→ **Work to be completed**
Taking the first line of the listing as the start and the line containing "audio thread. The" as the end, reproduce everything in between exactly, both ends included.

→ **Source material**

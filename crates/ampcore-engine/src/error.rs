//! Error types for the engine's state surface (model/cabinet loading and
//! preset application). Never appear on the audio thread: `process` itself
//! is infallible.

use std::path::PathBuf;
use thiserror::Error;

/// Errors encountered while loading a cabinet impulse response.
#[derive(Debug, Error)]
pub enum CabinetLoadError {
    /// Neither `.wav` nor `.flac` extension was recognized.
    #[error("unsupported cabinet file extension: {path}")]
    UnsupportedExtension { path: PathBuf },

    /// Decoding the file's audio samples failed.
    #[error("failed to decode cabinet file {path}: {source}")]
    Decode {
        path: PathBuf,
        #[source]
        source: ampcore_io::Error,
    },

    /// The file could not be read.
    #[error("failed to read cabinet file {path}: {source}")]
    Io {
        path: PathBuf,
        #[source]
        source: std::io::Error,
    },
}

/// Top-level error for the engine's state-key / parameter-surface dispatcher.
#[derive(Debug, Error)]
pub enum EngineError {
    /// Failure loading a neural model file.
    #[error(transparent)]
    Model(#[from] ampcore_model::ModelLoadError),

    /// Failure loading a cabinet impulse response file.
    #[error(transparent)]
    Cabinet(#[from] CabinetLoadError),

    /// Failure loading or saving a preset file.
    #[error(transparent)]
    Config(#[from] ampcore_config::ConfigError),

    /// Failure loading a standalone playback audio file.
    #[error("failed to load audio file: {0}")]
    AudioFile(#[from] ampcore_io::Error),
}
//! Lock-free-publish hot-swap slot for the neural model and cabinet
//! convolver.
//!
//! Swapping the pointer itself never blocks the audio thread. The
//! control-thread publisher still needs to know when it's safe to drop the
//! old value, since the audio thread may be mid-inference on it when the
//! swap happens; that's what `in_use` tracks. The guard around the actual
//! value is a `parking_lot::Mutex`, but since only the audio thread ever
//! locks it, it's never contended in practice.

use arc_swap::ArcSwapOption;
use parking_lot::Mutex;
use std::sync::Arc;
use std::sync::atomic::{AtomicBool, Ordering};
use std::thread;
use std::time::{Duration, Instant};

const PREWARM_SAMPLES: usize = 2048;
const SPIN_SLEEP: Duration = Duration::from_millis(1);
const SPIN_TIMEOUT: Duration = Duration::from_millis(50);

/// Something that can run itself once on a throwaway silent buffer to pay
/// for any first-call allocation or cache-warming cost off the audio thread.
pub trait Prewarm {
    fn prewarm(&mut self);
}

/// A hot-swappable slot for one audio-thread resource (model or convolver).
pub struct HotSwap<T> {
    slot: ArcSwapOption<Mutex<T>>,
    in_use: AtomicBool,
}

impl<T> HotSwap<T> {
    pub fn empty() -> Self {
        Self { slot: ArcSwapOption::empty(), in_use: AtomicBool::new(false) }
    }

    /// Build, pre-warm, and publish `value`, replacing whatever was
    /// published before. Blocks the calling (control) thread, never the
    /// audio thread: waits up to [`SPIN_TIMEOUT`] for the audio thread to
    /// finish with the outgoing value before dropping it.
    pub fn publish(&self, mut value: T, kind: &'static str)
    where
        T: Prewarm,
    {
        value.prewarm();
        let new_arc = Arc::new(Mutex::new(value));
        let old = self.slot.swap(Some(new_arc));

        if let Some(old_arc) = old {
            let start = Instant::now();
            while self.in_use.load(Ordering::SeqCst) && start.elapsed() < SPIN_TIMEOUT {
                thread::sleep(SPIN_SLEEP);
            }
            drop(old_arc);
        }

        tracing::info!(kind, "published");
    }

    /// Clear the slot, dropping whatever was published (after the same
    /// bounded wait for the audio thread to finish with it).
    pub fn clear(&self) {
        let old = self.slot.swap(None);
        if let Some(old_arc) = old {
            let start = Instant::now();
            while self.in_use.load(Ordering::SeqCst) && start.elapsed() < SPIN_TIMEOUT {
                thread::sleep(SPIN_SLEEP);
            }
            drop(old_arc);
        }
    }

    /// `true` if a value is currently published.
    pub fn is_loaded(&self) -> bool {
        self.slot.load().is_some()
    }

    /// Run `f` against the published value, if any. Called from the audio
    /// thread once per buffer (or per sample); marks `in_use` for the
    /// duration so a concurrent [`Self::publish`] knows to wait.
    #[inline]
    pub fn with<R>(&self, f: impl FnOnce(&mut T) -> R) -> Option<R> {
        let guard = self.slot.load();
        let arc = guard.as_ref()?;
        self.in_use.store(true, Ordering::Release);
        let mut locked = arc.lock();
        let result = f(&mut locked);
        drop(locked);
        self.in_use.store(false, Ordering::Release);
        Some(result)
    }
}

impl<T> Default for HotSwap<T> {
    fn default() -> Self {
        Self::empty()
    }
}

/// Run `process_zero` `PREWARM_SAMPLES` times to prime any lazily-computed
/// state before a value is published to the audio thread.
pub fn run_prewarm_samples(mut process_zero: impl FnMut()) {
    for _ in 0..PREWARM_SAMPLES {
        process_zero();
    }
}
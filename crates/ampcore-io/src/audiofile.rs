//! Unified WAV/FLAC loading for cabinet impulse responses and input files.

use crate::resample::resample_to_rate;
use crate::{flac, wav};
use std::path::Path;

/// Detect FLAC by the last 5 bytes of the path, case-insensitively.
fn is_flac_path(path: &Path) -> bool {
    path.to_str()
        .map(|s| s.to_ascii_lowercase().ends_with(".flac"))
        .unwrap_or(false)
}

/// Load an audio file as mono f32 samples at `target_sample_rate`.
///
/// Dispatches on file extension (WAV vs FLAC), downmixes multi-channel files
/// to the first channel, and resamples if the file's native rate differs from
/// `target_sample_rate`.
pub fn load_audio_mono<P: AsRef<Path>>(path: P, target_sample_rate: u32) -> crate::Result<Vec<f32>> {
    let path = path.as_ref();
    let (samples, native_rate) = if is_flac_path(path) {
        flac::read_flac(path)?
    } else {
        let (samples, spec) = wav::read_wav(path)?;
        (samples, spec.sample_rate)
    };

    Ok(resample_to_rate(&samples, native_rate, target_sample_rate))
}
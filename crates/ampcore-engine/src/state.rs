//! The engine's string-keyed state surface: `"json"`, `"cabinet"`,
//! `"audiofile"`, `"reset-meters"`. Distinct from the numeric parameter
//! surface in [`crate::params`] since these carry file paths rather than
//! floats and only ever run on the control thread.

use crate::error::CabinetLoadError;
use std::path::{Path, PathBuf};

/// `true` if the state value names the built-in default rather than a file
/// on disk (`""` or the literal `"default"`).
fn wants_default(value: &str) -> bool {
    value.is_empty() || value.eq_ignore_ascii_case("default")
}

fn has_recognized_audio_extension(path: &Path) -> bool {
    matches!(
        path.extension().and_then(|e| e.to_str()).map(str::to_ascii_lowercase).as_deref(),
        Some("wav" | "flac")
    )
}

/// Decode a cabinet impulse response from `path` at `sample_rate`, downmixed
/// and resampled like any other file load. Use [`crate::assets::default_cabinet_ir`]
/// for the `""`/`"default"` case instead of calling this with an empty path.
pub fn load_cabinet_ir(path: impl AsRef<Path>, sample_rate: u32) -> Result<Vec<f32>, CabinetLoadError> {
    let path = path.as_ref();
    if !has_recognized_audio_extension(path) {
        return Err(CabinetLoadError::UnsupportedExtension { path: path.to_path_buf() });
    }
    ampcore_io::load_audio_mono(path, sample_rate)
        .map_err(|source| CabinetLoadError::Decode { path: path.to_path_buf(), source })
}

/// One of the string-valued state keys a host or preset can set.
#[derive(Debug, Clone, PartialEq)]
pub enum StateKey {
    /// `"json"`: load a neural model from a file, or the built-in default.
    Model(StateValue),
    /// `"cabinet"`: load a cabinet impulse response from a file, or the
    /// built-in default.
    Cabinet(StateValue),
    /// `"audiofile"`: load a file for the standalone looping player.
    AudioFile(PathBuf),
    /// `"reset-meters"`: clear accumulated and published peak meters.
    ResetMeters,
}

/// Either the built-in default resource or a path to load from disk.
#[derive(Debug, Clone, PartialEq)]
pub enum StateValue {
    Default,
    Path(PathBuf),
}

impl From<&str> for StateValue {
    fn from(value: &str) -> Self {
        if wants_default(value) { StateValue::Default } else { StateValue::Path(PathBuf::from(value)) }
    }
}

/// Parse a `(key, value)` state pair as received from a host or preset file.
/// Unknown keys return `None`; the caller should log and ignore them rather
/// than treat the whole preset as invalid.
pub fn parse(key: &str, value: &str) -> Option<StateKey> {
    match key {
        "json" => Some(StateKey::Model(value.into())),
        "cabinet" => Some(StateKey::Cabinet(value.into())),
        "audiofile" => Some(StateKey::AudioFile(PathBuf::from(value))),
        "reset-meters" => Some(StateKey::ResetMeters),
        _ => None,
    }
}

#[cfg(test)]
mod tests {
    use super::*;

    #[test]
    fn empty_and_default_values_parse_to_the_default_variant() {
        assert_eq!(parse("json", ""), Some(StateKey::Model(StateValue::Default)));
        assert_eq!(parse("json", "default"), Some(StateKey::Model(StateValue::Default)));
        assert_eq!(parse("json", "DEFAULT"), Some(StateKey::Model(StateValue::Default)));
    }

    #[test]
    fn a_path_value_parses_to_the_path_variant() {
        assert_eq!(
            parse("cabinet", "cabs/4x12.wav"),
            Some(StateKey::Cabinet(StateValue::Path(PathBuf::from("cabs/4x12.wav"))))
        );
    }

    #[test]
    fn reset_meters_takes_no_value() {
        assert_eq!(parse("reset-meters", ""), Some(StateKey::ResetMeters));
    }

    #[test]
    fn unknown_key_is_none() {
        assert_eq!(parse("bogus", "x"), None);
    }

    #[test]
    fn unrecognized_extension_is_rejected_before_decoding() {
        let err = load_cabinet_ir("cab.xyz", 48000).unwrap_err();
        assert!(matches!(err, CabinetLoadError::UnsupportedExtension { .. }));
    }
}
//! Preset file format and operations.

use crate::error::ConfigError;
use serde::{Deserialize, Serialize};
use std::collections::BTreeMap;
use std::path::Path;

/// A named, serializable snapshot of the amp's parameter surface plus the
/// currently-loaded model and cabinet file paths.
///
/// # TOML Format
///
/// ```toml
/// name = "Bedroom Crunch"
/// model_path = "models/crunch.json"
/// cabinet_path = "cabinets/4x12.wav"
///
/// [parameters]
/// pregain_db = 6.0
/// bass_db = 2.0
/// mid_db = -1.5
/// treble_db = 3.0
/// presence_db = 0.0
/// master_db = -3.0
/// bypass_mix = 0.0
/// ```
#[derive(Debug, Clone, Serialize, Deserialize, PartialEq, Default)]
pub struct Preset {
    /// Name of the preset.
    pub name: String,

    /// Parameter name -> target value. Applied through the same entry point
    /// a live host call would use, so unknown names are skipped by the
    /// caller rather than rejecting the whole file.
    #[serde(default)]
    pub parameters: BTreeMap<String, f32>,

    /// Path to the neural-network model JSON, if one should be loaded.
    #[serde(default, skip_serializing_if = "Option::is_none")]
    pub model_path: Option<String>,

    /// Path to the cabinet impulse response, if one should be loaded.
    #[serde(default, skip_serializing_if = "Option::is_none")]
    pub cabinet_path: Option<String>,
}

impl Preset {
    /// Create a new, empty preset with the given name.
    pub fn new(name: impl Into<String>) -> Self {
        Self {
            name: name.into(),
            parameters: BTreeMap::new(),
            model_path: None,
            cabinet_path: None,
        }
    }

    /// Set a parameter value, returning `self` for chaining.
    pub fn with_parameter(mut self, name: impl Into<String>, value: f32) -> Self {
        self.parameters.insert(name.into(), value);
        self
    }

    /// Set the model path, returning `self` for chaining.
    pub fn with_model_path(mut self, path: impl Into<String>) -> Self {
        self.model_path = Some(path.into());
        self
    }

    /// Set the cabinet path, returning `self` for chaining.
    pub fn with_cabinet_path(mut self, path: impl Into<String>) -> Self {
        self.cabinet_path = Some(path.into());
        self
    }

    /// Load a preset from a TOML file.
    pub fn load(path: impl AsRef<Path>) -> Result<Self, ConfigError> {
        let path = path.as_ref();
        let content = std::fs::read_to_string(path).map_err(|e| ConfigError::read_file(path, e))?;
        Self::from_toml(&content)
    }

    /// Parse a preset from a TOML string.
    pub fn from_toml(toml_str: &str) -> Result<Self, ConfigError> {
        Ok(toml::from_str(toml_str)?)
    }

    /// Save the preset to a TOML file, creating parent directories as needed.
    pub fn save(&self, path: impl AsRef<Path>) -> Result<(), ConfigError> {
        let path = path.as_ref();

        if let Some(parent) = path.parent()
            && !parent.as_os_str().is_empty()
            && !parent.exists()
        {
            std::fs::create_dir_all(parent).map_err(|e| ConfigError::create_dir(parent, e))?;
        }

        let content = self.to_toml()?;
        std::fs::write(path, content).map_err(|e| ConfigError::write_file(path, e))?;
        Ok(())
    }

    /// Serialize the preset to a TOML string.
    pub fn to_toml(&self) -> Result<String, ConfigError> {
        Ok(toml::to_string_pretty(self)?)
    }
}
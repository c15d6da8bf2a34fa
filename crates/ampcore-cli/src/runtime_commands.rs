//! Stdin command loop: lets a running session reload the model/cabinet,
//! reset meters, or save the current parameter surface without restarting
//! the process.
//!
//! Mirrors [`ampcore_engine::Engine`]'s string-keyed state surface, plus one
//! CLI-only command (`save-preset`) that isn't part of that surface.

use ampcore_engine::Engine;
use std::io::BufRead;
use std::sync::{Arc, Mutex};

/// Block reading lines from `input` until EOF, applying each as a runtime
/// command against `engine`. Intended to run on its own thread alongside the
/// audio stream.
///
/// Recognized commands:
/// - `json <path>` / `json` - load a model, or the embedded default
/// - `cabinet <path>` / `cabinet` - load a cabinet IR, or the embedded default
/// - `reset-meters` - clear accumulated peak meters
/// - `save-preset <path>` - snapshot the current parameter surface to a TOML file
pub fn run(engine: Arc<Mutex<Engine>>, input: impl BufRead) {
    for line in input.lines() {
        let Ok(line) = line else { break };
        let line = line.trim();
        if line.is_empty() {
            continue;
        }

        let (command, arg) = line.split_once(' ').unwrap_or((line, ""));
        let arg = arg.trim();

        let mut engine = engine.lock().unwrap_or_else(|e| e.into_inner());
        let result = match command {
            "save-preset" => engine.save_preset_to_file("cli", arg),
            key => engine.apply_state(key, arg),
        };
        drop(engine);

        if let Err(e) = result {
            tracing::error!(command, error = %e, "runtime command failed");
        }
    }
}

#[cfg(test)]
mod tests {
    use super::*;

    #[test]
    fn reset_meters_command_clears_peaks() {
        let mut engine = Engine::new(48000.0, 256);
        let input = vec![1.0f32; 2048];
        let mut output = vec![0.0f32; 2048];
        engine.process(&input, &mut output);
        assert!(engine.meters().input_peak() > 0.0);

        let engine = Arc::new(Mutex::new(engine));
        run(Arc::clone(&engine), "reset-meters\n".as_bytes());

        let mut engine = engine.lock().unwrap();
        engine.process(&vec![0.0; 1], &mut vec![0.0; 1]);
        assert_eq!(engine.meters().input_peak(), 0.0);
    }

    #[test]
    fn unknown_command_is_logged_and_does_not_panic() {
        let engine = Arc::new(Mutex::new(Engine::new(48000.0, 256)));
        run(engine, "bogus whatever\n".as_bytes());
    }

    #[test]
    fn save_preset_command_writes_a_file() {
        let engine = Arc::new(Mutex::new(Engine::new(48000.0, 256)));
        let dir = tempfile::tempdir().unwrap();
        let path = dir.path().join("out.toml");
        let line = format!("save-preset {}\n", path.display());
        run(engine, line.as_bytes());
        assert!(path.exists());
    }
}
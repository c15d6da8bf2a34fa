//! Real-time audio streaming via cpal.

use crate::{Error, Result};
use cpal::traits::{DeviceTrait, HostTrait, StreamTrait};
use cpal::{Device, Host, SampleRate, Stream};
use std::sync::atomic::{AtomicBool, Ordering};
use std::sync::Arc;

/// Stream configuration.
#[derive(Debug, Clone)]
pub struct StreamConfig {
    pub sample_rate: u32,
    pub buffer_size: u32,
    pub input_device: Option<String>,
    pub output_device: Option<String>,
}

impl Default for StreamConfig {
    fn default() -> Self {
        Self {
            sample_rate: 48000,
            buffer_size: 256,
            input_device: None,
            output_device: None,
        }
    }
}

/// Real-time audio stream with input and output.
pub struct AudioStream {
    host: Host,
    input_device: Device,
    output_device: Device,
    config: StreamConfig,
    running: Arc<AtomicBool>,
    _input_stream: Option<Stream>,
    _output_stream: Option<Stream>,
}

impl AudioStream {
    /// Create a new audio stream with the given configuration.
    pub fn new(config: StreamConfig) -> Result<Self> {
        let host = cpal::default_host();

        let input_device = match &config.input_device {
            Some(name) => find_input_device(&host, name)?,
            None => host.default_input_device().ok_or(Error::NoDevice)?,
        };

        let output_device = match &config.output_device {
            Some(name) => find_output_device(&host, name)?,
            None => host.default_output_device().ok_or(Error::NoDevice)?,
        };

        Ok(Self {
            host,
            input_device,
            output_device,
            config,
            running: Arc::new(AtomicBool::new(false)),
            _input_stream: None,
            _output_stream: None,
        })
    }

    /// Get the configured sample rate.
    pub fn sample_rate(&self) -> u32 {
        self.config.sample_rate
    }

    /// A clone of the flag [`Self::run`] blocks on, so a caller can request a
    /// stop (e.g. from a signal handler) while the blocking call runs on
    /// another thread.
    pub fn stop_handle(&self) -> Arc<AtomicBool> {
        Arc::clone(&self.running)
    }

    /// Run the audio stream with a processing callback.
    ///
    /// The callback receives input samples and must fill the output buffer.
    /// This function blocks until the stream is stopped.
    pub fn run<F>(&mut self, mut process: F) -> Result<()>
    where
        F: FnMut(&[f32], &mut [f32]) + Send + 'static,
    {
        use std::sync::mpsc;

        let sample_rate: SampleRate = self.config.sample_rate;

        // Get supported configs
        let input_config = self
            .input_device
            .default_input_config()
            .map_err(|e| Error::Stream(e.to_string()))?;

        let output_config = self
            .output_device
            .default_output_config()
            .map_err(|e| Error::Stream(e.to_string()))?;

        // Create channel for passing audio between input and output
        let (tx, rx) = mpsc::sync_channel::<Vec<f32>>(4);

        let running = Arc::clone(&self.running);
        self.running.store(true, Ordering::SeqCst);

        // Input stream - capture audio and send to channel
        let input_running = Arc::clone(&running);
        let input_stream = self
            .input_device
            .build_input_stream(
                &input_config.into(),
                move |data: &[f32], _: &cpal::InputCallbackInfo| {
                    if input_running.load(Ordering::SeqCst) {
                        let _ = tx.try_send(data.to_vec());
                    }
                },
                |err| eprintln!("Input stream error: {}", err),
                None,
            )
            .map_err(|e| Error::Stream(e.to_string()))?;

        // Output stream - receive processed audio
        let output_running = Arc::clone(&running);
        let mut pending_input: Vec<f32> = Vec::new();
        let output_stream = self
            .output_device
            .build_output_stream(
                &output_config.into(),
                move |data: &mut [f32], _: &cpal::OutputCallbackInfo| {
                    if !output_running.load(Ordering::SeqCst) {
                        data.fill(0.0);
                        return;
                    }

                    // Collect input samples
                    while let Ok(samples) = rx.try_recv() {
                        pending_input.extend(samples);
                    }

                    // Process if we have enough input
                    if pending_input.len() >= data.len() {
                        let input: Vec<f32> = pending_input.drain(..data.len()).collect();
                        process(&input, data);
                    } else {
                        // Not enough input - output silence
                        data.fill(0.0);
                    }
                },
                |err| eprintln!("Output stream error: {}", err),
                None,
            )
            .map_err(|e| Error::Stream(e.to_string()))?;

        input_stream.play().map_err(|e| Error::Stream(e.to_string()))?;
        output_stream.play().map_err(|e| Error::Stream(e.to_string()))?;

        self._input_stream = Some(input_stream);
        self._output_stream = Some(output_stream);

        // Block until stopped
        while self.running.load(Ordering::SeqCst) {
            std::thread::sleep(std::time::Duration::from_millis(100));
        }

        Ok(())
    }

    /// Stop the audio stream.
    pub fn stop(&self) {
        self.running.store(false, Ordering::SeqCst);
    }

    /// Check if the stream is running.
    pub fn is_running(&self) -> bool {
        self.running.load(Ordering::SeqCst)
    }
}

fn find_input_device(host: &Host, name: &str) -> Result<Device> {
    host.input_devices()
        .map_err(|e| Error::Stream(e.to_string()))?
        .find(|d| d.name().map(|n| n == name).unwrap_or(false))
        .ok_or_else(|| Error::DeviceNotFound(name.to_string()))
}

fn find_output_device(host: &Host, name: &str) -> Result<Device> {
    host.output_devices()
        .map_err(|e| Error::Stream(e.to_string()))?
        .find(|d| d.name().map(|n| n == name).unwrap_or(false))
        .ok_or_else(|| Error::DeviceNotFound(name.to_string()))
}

→ **Response to the exercise**
filename crates/ampcore-engine/src/error.rs
//! Error types for the engine's state surface (model/cabinet loading and
//! preset application). Never appear on the audio thread: `process` itself
//! is infallible.

use std::path::PathBuf;
use thiserror::Error;

/// Errors encountered while loading a cabinet impulse response.
#[derive(Debug, Error)]
pub enum CabinetLoadError {
    /// Neither `.wav` nor `.flac` extension was recognized.
    #[error("unsupported cabinet file extension: {path}")]
    UnsupportedExtension { path: PathBuf },

    /// Decoding the file's audio samples failed.
    #[error("failed to decode cabinet file {path}: {source}")]
    Decode {
        path: PathBuf,
        #[source]
        source: ampcore_io::Error,
    },

    /// The file could not be read.
    #[error("failed to read cabinet file {path}: {source}")]
    Io {
        path: PathBuf,
        #[source]
        source: std::io::Error,
    },
}

/// Top-level error for the engine's state-key / parameter-surface dispatcher.
#[derive(Debug, Error)]
pub enum EngineError {
    /// Failure loading a neural model file.
    #[error(transparent)]
    Model(#[from] ampcore_model::ModelLoadError),

    /// Failure loading a cabinet impulse response file.
    #[error(transparent)]
    Cabinet(#[from] CabinetLoadError),

    /// Failure loading or saving a preset file.
    #[error(transparent)]
    Config(#[from] ampcore_config::ConfigError),

    /// Failure loading a standalone playback audio file.
    #[error("failed to load audio file: {0}")]
    AudioFile(#[from] ampcore_io::Error),
}
//! Lock-free-publish hot-swap slot for the neural model and cabinet
//! convolver.
//!
//! Swapping the pointer itself never blocks the audio thread. The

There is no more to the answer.